## Exercise details
Give back all the records below, unaltered.

## Record excerpts
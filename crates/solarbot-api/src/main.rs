//! Solar robot fleet simulator - admin API server and process entry point

use solarbot_core::{ConfigStore, FleetManager};
use solarbot_protocol::UplinkTemplate;
use std::path::Path;
use std::sync::Arc;
use tracing_subscriber::{layer::SubscriberExt, util::SubscriberInitExt};

mod routes;

use routes::AppState;

/// Wait for SIGINT or SIGTERM
async fn shutdown_signal() {
    let ctrl_c = async {
        tokio::signal::ctrl_c()
            .await
            .expect("failed to install SIGINT handler");
    };

    #[cfg(unix)]
    let terminate = async {
        tokio::signal::unix::signal(tokio::signal::unix::SignalKind::terminate())
            .expect("failed to install SIGTERM handler")
            .recv()
            .await;
    };
    #[cfg(not(unix))]
    let terminate = std::future::pending::<()>();

    tokio::select! {
        () = ctrl_c => {},
        () = terminate => {},
    }
    tracing::info!("shutdown signal received");
}

#[tokio::main]
async fn main() -> anyhow::Result<()> {
    tracing_subscriber::registry()
        .with(tracing_subscriber::fmt::layer())
        .with(
            tracing_subscriber::EnvFilter::try_from_default_env()
                .unwrap_or_else(|_| "solarbot_api=debug,solarbot_core=debug,info".into()),
        )
        .init();

    tracing::info!("starting robot fleet simulator");

    // Store open/migrate failure is fatal (exit code 1)
    let db_path = std::env::var("CONFIG_DB").unwrap_or_else(|_| "config.db".to_string());
    let store = Arc::new(ConfigStore::open(Path::new(&db_path))?);

    let settings = store.broker_settings();
    tracing::info!(
        "broker={} qos={} keepalive={}s report_interval={}s",
        settings.broker_url,
        settings.qos,
        settings.keepalive_secs,
        settings.publish_interval_secs
    );

    // Loaded once; shared immutably by every robot
    let template = UplinkTemplate::load(Path::new("uplink_template.json"));

    let fleet = Arc::new(FleetManager::start(Arc::clone(&store), template).await?);
    tracing::info!("fleet started with {} robots", fleet.live_count());

    let state = AppState {
        fleet: Arc::clone(&fleet),
    };
    let app = routes::router(state);

    let addr = std::net::SocketAddr::from(([0, 0, 0, 0], settings.http_port));
    tracing::info!("admin API listening on http://{}", addr);
    let listener = tokio::net::TcpListener::bind(addr).await?;

    axum::serve(listener, app)
        .with_graceful_shutdown(shutdown_signal())
        .await?;

    // Orderly teardown: reconciler, reporters, outbound drain, disconnect
    fleet.shutdown().await;
    tracing::info!("exited cleanly");
    Ok(())
}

## Response
filename crates/solarbot-api/src/main.rs
//! Solar robot fleet simulator - admin API server and process entry point

use solarbot_core::{ConfigStore, FleetManager};
use solarbot_protocol::UplinkTemplate;
use std::path::Path;
use std::sync::Arc;
use tracing_subscriber::{layer::SubscriberExt, util::SubscriberInitExt};

mod routes;

use routes::AppState;

/// Wait for SIGINT or SIGTERM
async fn shutdown_signal() {
    let ctrl_c = async {
        tokio::signal::ctrl_c()
            .await
            .expect("failed to install SIGINT handler");
    };

    #[cfg(unix)]
    let terminate = async {
        tokio::signal::unix::signal(tokio::signal::unix::SignalKind::terminate())
            .expect("failed to install SIGTERM handler")
            .recv()
            .await;
    };
    #[cfg(not(unix))]
    let terminate = std::future::pending::<()>();

    tokio::select! {
        () = ctrl_c => {},
        () = terminate => {},
    }
    tracing::info!("shutdown signal received");
}

#[tokio::main]
async fn main() -> anyhow::Result<()> {
    tracing_subscriber::registry()
        .with(tracing_subscriber::fmt::layer())
        .with(
            tracing_subscriber::EnvFilter::try_from_default_env()
                .unwrap_or_else(|_| "solarbot_api=debug,solarbot_core=debug,info".into()),
        )
        .init();

    tracing::info!("starting robot fleet simulator");

    // Store open/migrate failure is fatal (exit code 1)
    let db_path = std::env::var("CONFIG_DB").unwrap_or_else(|_| "config.db".to_string());
    let store = Arc::new(ConfigStore::open(Path::new(&db_path))?);

    let settings = store.broker_settings();
    tracing::info!(
        "broker={} qos={} keepalive={}s report_interval={}s",
        settings.broker_url,
        settings.qos,
        settings.keepalive_secs,
        settings.publish_interval_secs
    );

    // Loaded once; shared immutably by every robot
    let template = UplinkTemplate::load(Path::new("uplink_template.json"));

    let fleet = Arc::new(FleetManager::start(Arc::clone(&store), template).await?);
    tracing::info!("fleet started with {} robots", fleet.live_count());

    let state = AppState {
        fleet: Arc::clone(&fleet),
    };
    let app = routes::router(state);

    let addr = std::net::SocketAddr::from(([0, 0, 0, 0], settings.http_port));
    tracing::info!("admin API listening on http://{}", addr);
    let listener = tokio::net::TcpListener::bind(addr).await?;

    axum::serve(listener, app)
        .with_graceful_shutdown(shutdown_signal())
        .await?;

    // Orderly teardown: reconciler, reporters, outbound drain, disconnect
    fleet.shutdown().await;
    tracing::info!("exited cleanly");
    Ok(())
}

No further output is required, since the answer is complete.